In an attempt to try and alleviate the incredible stress of driving through Colombo's nightmare traffic as much as possible we left the hotel at 6 am in the morning and partly because of the early hour and partly because of the public holiday the 'city' part of the driving was pretty easy - leaving the city. As for the 'country' driving - all I can say is that it added a previously unexperienced level of sheer terror to anything I've previously experienced.
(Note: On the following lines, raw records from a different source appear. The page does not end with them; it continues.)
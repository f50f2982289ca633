use super::*;
use rand::Rng;
use rand::RngCore;
use rand::seq::SliceRandom;
use serde::Serialize;

/// A question with its candidate answers, as produced by a [`Quizmaster`].
#[derive(Debug, Clone, PartialEq, Eq)]
pub struct Trivia {
    pub text: String,
    pub answers: [String; QUIZ_ANSWERS],
    /// 0-based index into `answers`.
    pub correct: usize,
}

/// Source of quiz content.
pub trait Quizmaster: Send + Sync {
    fn ask(&self, rng: &mut dyn RngCore) -> Trivia;
}

/// Mental arithmetic with near-miss distractors.
#[derive(Debug, Clone, Copy, Default)]
pub struct Arithmetic;

impl Quizmaster for Arithmetic {
    fn ask(&self, rng: &mut dyn RngCore) -> Trivia {
        let a: Points = rng.random_range(10..100);
        let b: Points = rng.random_range(10..100);
        let (text, answer) = match rng.random_range(0..3) {
            0 => (format!("What is {} + {}?", a, b), a + b),
            1 => (format!("What is {} - {}?", a + b, b), a),
            _ => {
                let (a, b) = (a % 11 + 2, b % 11 + 2);
                (format!("What is {} × {}?", a, b), a * b)
            }
        };
        let mut options = vec![answer];
        while options.len() < QUIZ_ANSWERS {
            let offset: Points = rng.random_range(1..=10);
            let guess = match rng.random_bool(0.5) {
                true => answer + offset,
                false => answer - offset,
            };
            if guess >= 0 && !options.contains(&guess) {
                options.push(guess);
            }
        }
        options.shuffle(rng);
        let correct = options
            .iter()
            .position(|o| *o == answer)
            .unwrap_or_default();
        Trivia {
            text,
            answers: std::array::from_fn(|i| options[i].to_string()),
            correct,
        }
    }
}

/// An outstanding question. The bid is already in the bank.
#[derive(Debug, Clone)]
pub struct Question {
    owner: ID<Player>,
    bid: Points,
    trivia: Trivia,
}

/// What the asking player gets to see: never the correct index.
#[derive(Debug, Clone, PartialEq, Eq, Serialize)]
pub struct Prompt {
    pub id: ID<Question>,
    pub text: String,
    pub answers: [String; QUIZ_ANSWERS],
}

#[derive(Debug, Clone, Copy, PartialEq, Eq, Serialize)]
pub struct Outcome {
    pub correct: bool,
    /// 1-based index of the right answer.
    pub answer: usize,
    pub win: Points,
}

/// Validates a 1-based answer index.
pub fn answer(index: i64) -> Result<usize, Invalid> {
    usize::try_from(index)
        .ok()
        .filter(|i| (1..=QUIZ_ANSWERS).contains(i))
        .ok_or(Invalid::Answer(index))
}

impl Match {
    /// Escrows the bid and hands out a fresh question.
    /// The bid stays with the bank whether or not the question is answered.
    pub async fn generate_question(
        &self,
        player: ID<Player>,
        bid: Points,
    ) -> Result<Prompt, Invalid> {
        if bid <= 0 {
            return Err(Invalid::Amount(bid));
        }
        let mut state = self.state.write().await;
        state.phase.require(Phase::Active, "bid on a question")?;
        let points = state.player(player)?.points();
        if points < bid {
            return Err(Invalid::Overbid { bid, points });
        }
        let trivia = self.quizmaster.ask(&mut state.rng);
        let id = ID::default();
        state.player_mut(player)?.spend(bid);
        state.bank += bid;
        let prompt = Prompt {
            id,
            text: trivia.text.clone(),
            answers: trivia.answers.clone(),
        };
        state.questions.insert(
            id,
            Question {
                owner: player,
                bid,
                trivia,
            },
        );
        state.transact(Transaction::Bid {
            player,
            question: id,
            bid,
        });
        Ok(prompt)
    }
    /// Resolves a question. A right answer pays a percentage of the bid
    /// out of the bank; a wrong one pays nothing. No second attempts.
    pub async fn answer_question(
        &self,
        player: ID<Player>,
        question: ID<Question>,
        index: i64,
    ) -> Result<Outcome, Invalid> {
        let index = answer(index)?;
        let mut state = self.state.write().await;
        state.phase.require(Phase::Active, "answer a question")?;
        state.player(player)?;
        match state.questions.get(&question) {
            None => return Err(Invalid::Question(question)),
            Some(asked) if asked.owner != player => return Err(Invalid::Foreign(question)),
            Some(_) => {}
        }
        let asked = state
            .questions
            .remove(&question)
            .ok_or(Invalid::Question(question))?;
        let correct = asked.trivia.correct + 1 == index;
        let win = match correct {
            true => {
                let win = asked.bid.saturating_mul(self.config.question_win_percentage) / 100;
                win.min(state.bank)
            }
            false => 0,
        };
        state.bank -= win;
        state.player_mut(player)?.earn(win);
        state.transact(Transaction::Answer {
            player,
            question,
            correct,
            win,
        });
        Ok(Outcome {
            correct,
            answer: asked.trivia.correct + 1,
            win,
        })
    }
}

#[cfg(test)]
mod tests {
    use super::super::tests::game;
    use super::*;
    use rand::SeedableRng;
    use rand::rngs::SmallRng;

    fn config() -> MatchConfig {
        MatchConfig {
            theft_time: 0,
            ..MatchConfig::default()
        }
    }

    /// Always asks the same question, answer 3.
    struct Fixed;
    impl Quizmaster for Fixed {
        fn ask(&self, _: &mut dyn RngCore) -> Trivia {
            Trivia {
                text: "What is 2 + 2?".into(),
                answers: ["1".into(), "2".into(), "4".into(), "5".into()],
                correct: 2,
            }
        }
    }

    fn fixed() -> Arc<Match> {
        Arc::new(Match::new(config(), Arc::new(Fixed), SmallRng::seed_from_u64(3)))
    }

    #[test]
    fn arithmetic_marks_the_right_answer() {
        let ref mut rng = SmallRng::seed_from_u64(11);
        for _ in 0..64 {
            let trivia = Arithmetic.ask(rng);
            let mut answers = trivia.answers.to_vec();
            answers.sort();
            answers.dedup();
            assert_eq!(answers.len(), QUIZ_ANSWERS);
            assert!(trivia.correct < QUIZ_ANSWERS);
            let (lhs, _) = trivia.text.split_once('?').unwrap();
            assert!(lhs.starts_with("What is "));
        }
    }

    #[tokio::test]
    async fn bid_is_escrowed_and_wrong_answer_forfeits() {
        let game = fixed();
        let (alice, _) = game.join("alice".into()).await.unwrap();
        game.start().await;
        let prompt = game.generate_question(alice, 20).await.unwrap();
        assert_eq!(prompt.answers[2], "4");
        let roster = game.roster().await;
        assert_eq!(roster.player(alice).unwrap().points, 80);
        assert_eq!(roster.bank, 520);
        let outcome = game.answer_question(alice, prompt.id, 1).await.unwrap();
        assert_eq!(
            outcome,
            Outcome {
                correct: false,
                answer: 3,
                win: 0
            }
        );
        assert_eq!(game.roster().await.bank, 520);
        assert!(game.audit().await.conserved());
    }

    #[tokio::test]
    async fn right_answer_pays_percentage_of_bid() {
        let game = fixed();
        let (alice, _) = game.join("alice".into()).await.unwrap();
        game.start().await;
        let prompt = game.generate_question(alice, 20).await.unwrap();
        let outcome = game.answer_question(alice, prompt.id, 3).await.unwrap();
        assert!(outcome.correct);
        assert_eq!(outcome.win, 40);
        let roster = game.roster().await;
        assert_eq!(roster.player(alice).unwrap().points, 120);
        assert_eq!(roster.bank, 480);
        assert!(game.audit().await.conserved());
    }

    #[tokio::test]
    async fn questions_answered_once() {
        let game = fixed();
        let (alice, _) = game.join("alice".into()).await.unwrap();
        game.start().await;
        let prompt = game.generate_question(alice, 10).await.unwrap();
        game.answer_question(alice, prompt.id, 3).await.unwrap();
        assert_eq!(
            game.answer_question(alice, prompt.id, 3).await,
            Err(Invalid::Question(prompt.id))
        );
    }

    #[tokio::test]
    async fn questions_belong_to_their_asker() {
        let game = fixed();
        let (alice, _) = game.join("alice".into()).await.unwrap();
        let (bob, _) = game.join("bob".into()).await.unwrap();
        game.start().await;
        let prompt = game.generate_question(alice, 10).await.unwrap();
        assert_eq!(
            game.answer_question(bob, prompt.id, 3).await,
            Err(Invalid::Foreign(prompt.id))
        );
        assert!(game.answer_question(alice, prompt.id, 3).await.is_ok());
    }

    #[tokio::test]
    async fn quiz_closed_outside_active_match() {
        let game = fixed();
        let (alice, _) = game.join("alice".into()).await.unwrap();
        assert!(matches!(
            game.generate_question(alice, 10).await,
            Err(Invalid::Phase { phase: Phase::Waiting, .. })
        ));
        assert!(matches!(
            game.answer_question(alice, ID::default(), 1).await,
            Err(Invalid::Phase { phase: Phase::Waiting, .. })
        ));
        game.start().await;
        let prompt = game.generate_question(alice, 10).await.unwrap();
        game.finish().await;
        assert!(matches!(
            game.answer_question(alice, prompt.id, 3).await,
            Err(Invalid::Phase { phase: Phase::Finished, .. })
        ));
        assert_eq!(game.roster().await.player(alice).unwrap().points, 90);
        assert!(game.audit().await.conserved());
    }

    #[tokio::test]
    async fn bids_are_validated() {
        let game = game(config());
        let (alice, _) = game.join("alice".into()).await.unwrap();
        game.start().await;
        assert_eq!(game.generate_question(alice, 0).await, Err(Invalid::Amount(0)));
        assert_eq!(
            game.generate_question(alice, 101).await,
            Err(Invalid::Overbid {
                bid: 101,
                points: 100
            })
        );
        let prompt = game.generate_question(alice, 10).await.unwrap();
        assert_eq!(
            game.answer_question(alice, prompt.id, 5).await,
            Err(Invalid::Answer(5))
        );
    }
}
Apart from the main business, government and 'embassy' districts of Colombo it's pretty clear to a casual observer that poverty is very common throughout the parts of the city we have driven through to meet with various people. Of course there are some very nice houses and some very nice districts but the overwhelming impression is one of 'scraping by' in the majority of cases. Driving on the 'main road' from Colombo in the direction of the old capital city of Kandy made the poverty seen in Colombo seem almost affluent and the hard work done by Colombo residents a cake walk compared to the manual field and paddy labour being done as we drove to our tourist destinations. (whenever we could bear to open our eyes).
Of course - similar/same/worse scenes can be seen over much of S E Asia, India and the 'Middle East'.
I had read up on Sri Lanka during the time we were evaluating where we would set up a support and development centre and was aware that most of Sri Lanka's 20,000,000 or so people live without most of the 'essentials' of Western/Australian life and that, apart from the highly educated, a common monthly wage is less than $A50.00 and often less, much less, than that. Seeing what that means first hand is not something 'research' can convey to you - or at least to me.
Seeing 60 or so elephants in 'the wild' or close to their 'natural state' was quite an experience (despite being a tourist in the midst of other tourists) and it was something that will be quite unforgetable. It was counter pointed by the 'mahouts' and other personnel who tended and cared for the elephants who, our driver told us, earned around 50 cents a day for a seven day a week, 12 hour a day working life with 'accommodation' provided in a communal shed and their food.
The disparity of what's available to a child born in Australia (or the USA, Europe etc ) compared to a child born in Sri Lanka is appalling in the 21st Century.
Many people in Sri Lanka have no shoes, some people have no usable feet and at least one elephant has no leg (blown off by a land mine in the Wild Life 'Sanctuary' in which he was born courtesy of the civil war now in its 27th year).
It puts the current 'crying' about "Australia's terrible broadband speeds and costs" in to perspective.